Generating food security means ensuring all people have access to enough fresh, healthy, and affordable food. Depending on where a child, family, or community member lives, works, or attends school, they may not have access to fresh and nutritious food at all. Contributing factors include the proximity to grocery stores in rural or urban areas, limited access to transportation, and the quality of the food within reach to families. As a result, diet-related illnesses, especially among children and youth, are on the rise. Access to nutrition is preventative health care and is needed to promote long-term healthier outcomes. Equitable access to health and wellness includes the elimination of barriers that exist where children live. 

Significant efforts to improve food security have been in place during the pandemic—such as expanded SNAP benefits, Pandemic EBT, and universal school meals. The pandemic demonstrated that when it comes to ensuring young people have access to nutritious, healthy, and culturally appropriate food, there are programs that work. Policy solutions must include increasing economic access to nutritious, healthy, and culturally appropriate foods by investing in retail infrastructure and initiatives to combat areas of food insecurity.

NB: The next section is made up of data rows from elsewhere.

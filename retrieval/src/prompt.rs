//! Prompt assembly.

use docchat_vector_store::ScoredPassage;

use crate::error::{PipelineError, Result};

/// Slot replaced by the reranked passage texts.
pub const CONTEXT_SLOT: &str = "{context_str}";

/// Slot replaced by the user's question.
pub const QUERY_SLOT: &str = "{query_str}";

/// Phrase the model is told to answer with when the context is insufficient.
pub const FALLBACK_ANSWER: &str =
    "I don't know! I was not able to find the answer in the documents provided";

/// Template used unless the configuration overrides it.
pub const DEFAULT_TEMPLATE: &str = "Context information is below:
---------------------
{context_str}
---------------------
Given the context information above I want you to think
step by step to answer the query in a crisp manner,
incase you don't know the answer say 'I don't know! I was not able to find the answer in the documents provided'

Query: {query_str}

Answer:
";

/// Fills a template with retrieved context and the question.
#[derive(Debug, Clone)]
pub struct PromptAssembler {
    template: String,
}

impl PromptAssembler {
    /// Create an assembler. The template must contain both slots.
    pub fn new(template: impl Into<String>) -> Result<Self> {
        let template = template.into();
        for slot in [CONTEXT_SLOT, QUERY_SLOT] {
            if !template.contains(slot) {
                return Err(PipelineError::Config(format!(
                    "prompt template is missing the {slot} slot"
                )));
            }
        }
        Ok(Self { template })
    }

    /// Render the prompt for `query` over `passages`, in the given order.
    ///
    /// Substitution is a single pass over the template, so slot markers that
    /// appear inside passages or the query are left as literal text.
    pub fn assemble(&self, query: &str, passages: &[ScoredPassage]) -> String {
        let context = passages
            .iter()
            .map(ScoredPassage::text)
            .collect::<Vec<_>>()
            .join("\n\n");

        let mut prompt = String::with_capacity(self.template.len() + context.len() + query.len());
        let mut rest = self.template.as_str();
        while let Some(start) = rest.find('{') {
            let (head, tail) = rest.split_at(start);
            prompt.push_str(head);
            if let Some(after) = tail.strip_prefix(CONTEXT_SLOT) {
                prompt.push_str(&context);
                rest = after;
            } else if let Some(after) = tail.strip_prefix(QUERY_SLOT) {
                prompt.push_str(query);
                rest = after;
            } else {
                prompt.push('{');
                rest = &tail[1..];
            }
        }
        prompt.push_str(rest);
        prompt
    }
}

impl Default for PromptAssembler {
    fn default() -> Self {
        Self {
            template: DEFAULT_TEMPLATE.to_string(),
        }
    }
}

Health care, food access, affordable housing, and economic security are closely linked as “social determinants of health.” These social determinants, often established by the policies and systems in a community, factor into a child’s overall well-being and that of their caregivers. To promote well-being, we consider all of these policies and systems to be critical and interwoven.

 

Our Priorities:

  1. Continue to ensure all low-income families have access to school meals at no cost.
  2. Reduce diet-related chronic illnesses through the Produce Rx Program so Virginia’s medical professionals can prescribe fresh fruit and vegetables to improve health outcomes, reduce food insecurity, and decrease long-term health care costs.
  3. Support local farmers markets, mobile markets, and community retailers to improve access to nutritious food, increase consumer purchasing power, and build community wealth.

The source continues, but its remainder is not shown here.